Ich hatte es auch mal, dass ich in einer Apotheke zu viel gezahlt habe. Ich habe 2 Produkte gekauft für ca. 14 €. Gezahlt habe ich aber 19 € weil mir ein Produkt 2x berechnet wurde (sowas passiert in Supermärkten oder Kaufhäusern ja auch schon mal)! Irgendwie habe ich erst draußen genauer drüber nachgedacht und bin dann nochmal zurück. Das Geld habe ich aber nicht wiedergesehen, weil ich es nicht belegen konnte. Und der "nette" PTA wusste gar nicht mehr was ich bezahlt habe bzw. wieviel er rausgegeben hat sondern nur was ich gekauft habe... Dabei war ich wirklich nach nicht mal annährend 5 Minuten wieder am Tresen und kein Mensch war sonst in der Apotheke.


    Es ging zwar nur um ein paar Euro aber geärgert hat es mich trotzdem!


    Ein Grund mehr sich den Kassenzettel geben zu lassen! Ich will nicht alle Apotheker an den Pranger stellen, aber ich denke es gibt schon - wie in jedem Beruf - das ein oder andere schwarze Schaf. Wie z.B. den Ex-Chef meiner Freundin.

    Zitat

    Wie z.B. den Ex-Chef meiner Freundin.

    aber diese Geschichte ist Unsinn! er gibt in seiner Steuererklärung seine Ausgaben (Ankauf der Waren) und die Einnahmen (Verkauf) an, die Differenz taucht in der Inventurliste auf. Wenn sich so über die Jahre ein Berg von eingekauften, aber nicht offiziell verkauften Waren anhäufen würde, merkt das Finanzamt das! Oder läßt er sich einmal im Jahr pro forma "ausrauben"?


    Und die Ware ist in die Kasse eingegeben worden, d.h. als verkauft registriert, oder manipuliert er diese am Ende des Tages?


    Bitte nicht alles glauben sondern mal auf Logik hinterfragen.

    Ich muss meine Aussage von vorhin korrigieren. Hatte doch geschrieben, dass es bei uns immer eine Quittung gibt, also einen Kassenbon.

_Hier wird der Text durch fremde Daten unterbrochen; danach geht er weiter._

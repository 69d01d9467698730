use super::codec::{Nibble, packed12, s8, s16_le, u16_le};
use super::registers::{CALIB_A_LEN, CALIB_B_LEN};

/// Factory trim coefficients fused into every BME280.
///
/// Decoded once during initialization and never modified afterwards.
#[derive(Debug, Default, Clone, Copy, PartialEq, Eq)]
pub struct CalibrationCoefficients {
    pub dig_t1: u16,
    pub dig_t2: i16,
    pub dig_t3: i16,

    pub dig_p1: u16,
    pub dig_p2: i16,
    pub dig_p3: i16,
    pub dig_p4: i16,
    pub dig_p5: i16,
    pub dig_p6: i16,
    pub dig_p7: i16,
    pub dig_p8: i16,
    pub dig_p9: i16,

    pub dig_h1: u8,
    pub dig_h2: i16,
    pub dig_h3: u8,
    pub dig_h4: i16,
    pub dig_h5: i16,
    pub dig_h6: i8,
}

impl CalibrationCoefficients {
    /// Decode the coefficients from the two calibration blocks.
    ///
    /// `a` is the burst read of 0x88..=0xA1 and `b` the burst read of
    /// 0xE1..=0xE7. Byte 24 of `a` (0xA0) is unused.
    pub fn from_blocks(a: &[u8; CALIB_A_LEN], b: &[u8; CALIB_B_LEN]) -> Self {
        Self {
            dig_t1: u16_le(a[0], a[1]),
            dig_t2: s16_le(a[2], a[3]),
            dig_t3: s16_le(a[4], a[5]),

            dig_p1: u16_le(a[6], a[7]),
            dig_p2: s16_le(a[8], a[9]),
            dig_p3: s16_le(a[10], a[11]),
            dig_p4: s16_le(a[12], a[13]),
            dig_p5: s16_le(a[14], a[15]),
            dig_p6: s16_le(a[16], a[17]),
            dig_p7: s16_le(a[18], a[19]),
            dig_p8: s16_le(a[20], a[21]),
            dig_p9: s16_le(a[22], a[23]),

            dig_h1: a[25],
            dig_h2: s16_le(b[0], b[1]),
            dig_h3: b[2],
            // 0xE5 is shared: low nibble belongs to H4, high nibble to H5.
            dig_h4: packed12(b[3], b[4], Nibble::Low),
            dig_h5: packed12(b[5], b[4], Nibble::High),
            dig_h6: s8(b[6]),
        }
    }
}
pub mod bme280;
pub mod sgp30;

use thiserror_no_std::Error;

use crate::storage::BaselineRecord;

/// Errors raised by the sensor drivers.
///
/// The underlying bus error is logged where it happens and then dropped, so
/// every variant only carries which sensor failed and during what.
#[derive(Error, Debug, Clone, Copy, PartialEq, Eq)]
pub enum DeviceError {
    #[error("{sensor}: unexpected chip id {chip_id:#04x}")]
    NotFound { sensor: &'static str, chip_id: u8 },
    #[error("{sensor}: bus fault during {operation}")]
    BusFault {
        sensor: &'static str,
        operation: &'static str,
    },
    #[error("{sensor}: timed out waiting for {operation}")]
    ConversionTimeout {
        sensor: &'static str,
        operation: &'static str,
    },
    #[error("{sensor}: CRC mismatch during {operation}")]
    Crc {
        sensor: &'static str,
        operation: &'static str,
    },
    #[error("{sensor}: calibration has not been loaded")]
    NotInitialized { sensor: &'static str },
    #[error("{sensor}: sensor is not configured")]
    NotConfigured { sensor: &'static str },
}

/// Gas readings from the secondary sensor.
#[derive(Debug, Clone, Copy, PartialEq, Eq)]
pub struct AirQuality {
    pub eco2_ppm: u16,
    pub tvoc_ppb: u16,
}

/// Trait for the environmental sensor that drives the compensation chain.
pub trait EnvironmentSensor {
    /// Take one compensated temperature/pressure/humidity measurement.
    fn measure(&mut self) -> impl Future<Output = Result<CompensatedSample, DeviceError>>;
}

/// Trait for the gas sensor whose drift compensation is fed by the
/// environmental sensor.
pub trait GasSensor {
    /// Feed the current relative humidity and temperature into the sensor's
    /// humidity compensation.
    fn set_relative_humidity(
        &mut self,
        humidity_percent: f32,
        temperature_c: f32,
    ) -> impl Future<Output = Result<(), DeviceError>>;

    /// Run one air-quality measurement.
    fn measure(&mut self) -> impl Future<Output = Result<AirQuality, DeviceError>>;

    /// Read the current IAQ baseline from the sensor.
    fn baseline(&mut self) -> impl Future<Output = Result<BaselineRecord, DeviceError>>;

    /// Restore a previously saved IAQ baseline.
    fn set_baseline(
        &mut self,
        baseline: BaselineRecord,
    ) -> impl Future<Output = Result<(), DeviceError>>;
}

pub use bme280::{Bme280, Bme280Config, CompensatedSample};
pub use sgp30::Sgp30;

    Das stimmt nicht wirklich. Bei den grünen Privatrezepten – also die, die man beim Finanzamt komplett abrechnen kann – gibts nicht separat noch einen kleinen weißen Kassenbon sondern wird die "Quittung" gleich aufs grüne Rezept draufgedruckt. Wann gekauft und wieviel dafür bezahlt.


    Manche Leute können doch solche Quittungen direkt bei der Kasse oder wem erstattet bekommen. Bei Abgabe des Originals (hab ich z.B.mal bei einer Impfung in 2011 oder 2012 gemacht, musste vorher in der Apotheke per grünem Rezept das Serum kaufen ...) bekommt man das Geld durch die KK überwiesen. Logisch wäre dann die Verlockung doch groß, das Geld gleich nochmal per weißem kleinen Kassenbon einer Apotheke noch woanders abzurechnen ... Vielleicht darum ... (rätselt meine Glaskugel! wissen tu ich das auch nicht!) --- aber so oder so --- ohne Bettelen immer irgendwie einen schriftlichen Nachweis, wieviel man wann in einer Apotheke bezahlt hat.

    Absoluter OT:

    Zitat

    Es ging zwar nur um ein paar Euro aber geärgert hat es mich trotzdem!


    Ein Grund mehr sich den Kassenzettel geben zu lassen!

    Mir neulich beim Tanken passiert. Nicht Apotheke. Könnte mich immer noch in den Hintern beißen. War der einzige Kunde und hab sowohl auf den Beleg "dankend verzichtet" und auch nicht aufs Wechselgeld geachtet. 5 Euro zuwenig zurück bekommen. Erst später im Büro gemeAls Lehrgeld abzubuchen. Passiert sicher jedem mal irgendwo ...

    Ich verlange auch jedes mal einen Bon, auch bei rezeptpflichtigen Medikamenten.


    Übrigens bin ich der Meinung, dass Medikamente – besonders die auf Rezept – ausgezeichnet werden müssten damit jeder weiß, was die kosten. Viele würden vielleicht bei diesen teilweise hohen Preisen ins Grübeln kommen und es würden nicht soviel in den Mülleimer wandern.


    Rezeptfreie, apothekenpflichtige Medis kaufe ich in einer Internetapotheke. Das Einsparpotential für mich ist enorm.